Notre doctorant reconnaît que dans certains cas, le médecin requiert un examen comparatif entre les résultats de deux structures pour s’orienter dans son protocole thérapeutique. à l’en croire, certains examens médicaux ne sont pas faisables dans les services publics. Il parle aussi de l’insuffisance de compétences dans certains domaines.
Les
ristournes- Un spécialiste en cardiologie qui consulte dans une clinique privée
à Kalabancoro explique clairement que son établissement accorde des ristournes
aux médecins qui lui envoient des malades pour faire leurs examens. Il pousse
l’analyse plus loin et parle même de collaborateurs. Et de dire que ceux-ci
bénéficient parfois d’autres avantages en nature à l’occasion des fêtes par
exemple. Il soutient que les médecins des structures publiques méritent plus en
matière de rémunération. Pour gagner plus, certains s’engagent dans la
collaboration avec les établissements privés.
Vêtu
d’une veste bleue, la barbe touffue, le médecin chef du district sanitaire de
la Commune IV de Bamako, Dr Abdoul Razak Dicko, ne passe pas par quatre chemins
pour dénoncer la pratique. Il reconnait que le secteur de la santé compte des
brebis galeuses à extirper des rangs par tous les moyens. Il fustige le
phénomène qui nuit gravement à notre système de santé. Il rappelle que le système
de santé a été conçu pour rendre plus accessibles les services de soins aux
populations.
Ce
spécialiste en santé publique estime que la pratique engendre une baisse de
recettes au niveau des structures publiques et crée des difficultés de
fonctionnement. Elle contribue aussi à la paupérisation des usagers. Le patron
du district sanitaire de la Commune IV nourrit la conviction que les agents de
santé qui orientent les patients vers les établissements privés reçoivent des
ristournes au prorata des malades envoyés.
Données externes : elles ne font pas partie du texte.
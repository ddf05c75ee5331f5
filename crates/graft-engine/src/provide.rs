//! Shadow reference provision.
//!
//! Mixin source references shadow members through ordinary syntax, so its
//! compiled bodies carry references owned by the mixin type. The provider
//! rewrites every matching field/method reference inside concrete method
//! bodies so the owner becomes the target type; abstract shadow
//! declarations themselves are left untouched.

use crate::descriptor::MemberDecl;
use graft_bytecode::class::{ClassError, ClassFile};
use graft_bytecode::insn::{Insn, MemberRef};

/// Rewrite references to one shadowed field throughout a class buffer.
///
/// Returns the input unchanged when nothing matched.
pub fn provide_field(
    shadow: &MemberDecl,
    target: &str,
    bytes: &[u8],
) -> Result<Vec<u8>, ClassError> {
    provide(shadow, target, bytes, |insn| match insn {
        Insn::Field(_, member) => Some(member),
        _ => None,
    })
}

/// Rewrite references to one shadowed method throughout a class buffer.
///
/// Returns the input unchanged when nothing matched.
pub fn provide_method(
    shadow: &MemberDecl,
    target: &str,
    bytes: &[u8],
) -> Result<Vec<u8>, ClassError> {
    provide(shadow, target, bytes, |insn| match insn {
        Insn::Method(_, member) => Some(member),
        _ => None,
    })
}

fn provide(
    shadow: &MemberDecl,
    target: &str,
    bytes: &[u8],
    select: fn(&mut Insn) -> Option<&mut MemberRef>,
) -> Result<Vec<u8>, ClassError> {
    let mut class = ClassFile::decode(bytes)?;
    let mut changed = false;

    for method in class.methods.iter_mut() {
        let Some(body) = method.body.as_mut() else {
            continue;
        };
        for insn in body.code.iter_mut() {
            if let Some(member) = select(insn) {
                if member.name == shadow.name
                    && member.descriptor == shadow.descriptor
                    && member.owner != target
                {
                    member.owner = target.to_string();
                    changed = true;
                }
            }
        }
    }

    if !changed {
        return Ok(bytes.to_vec());
    }
    Ok(class.encode())
}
Il explique avoir eu à sanctionner
un agent qui s’était rendu coupable d’une telle pratique au détriment de
l’intérêt de sa structure. Selon lui, ce business permet aux structures privées
de faire des recettes.
Notre
interlocuteur explique clairement que les médecins peuvent demander aux
patients d’aller faire les analyses ou les examens dans le privé lorsqu’un
appareil connaît une panne technique ou si la structure n’est pas en mesure de
réaliser le travail, faute d’équipement ou de compétences. Dr Dicko invite le
personnel de santé au respect du serment d’Hippocrate, en intégrant la notion
de sacerdoce de la médecine. Il conseille aux malades et autres usagers de
dénoncer ces actes.
Pour sa
part, le médecin chef du district sanitaire du Cercle de Kati, Dr Issa Guindo,
explique que ces pratiques peu orthodoxes se passent à l’insu des gestionnaires
des établissements publics. Il assure que chaque fois qu’il a été informé d’une
pareille situation, il a sévi par des sanctions disciplinaires. Il assure que
dans son établissement l’échographie est faisable 24/24 par une équipe
professionnelle et des appareils de dernière génération.
Ceux
qui s’adonnent à cette pratique ne pensent pas aux malades mais plutôt à
l’argent, déplore le médecin. Il faut mettre le holà à ces pratiques au regard
des efforts accomplis par les autorités de la Transition pour rendre plus
performants les hôpitaux et autres structures publiques de soins de santé,
plaide-t-il.
Notre interlocuteur souligne que le 8 septembre dernier, les responsables des administrations hospitalières ont signé avec le ministère de la Santé et du Développement social des contrats de performance. Ces contrats ont été initiés pour améliorer le fonctionnement des hôpitaux publics de 2è et 3è références et renforcer la qualité des soins de santé au bénéfice des populations.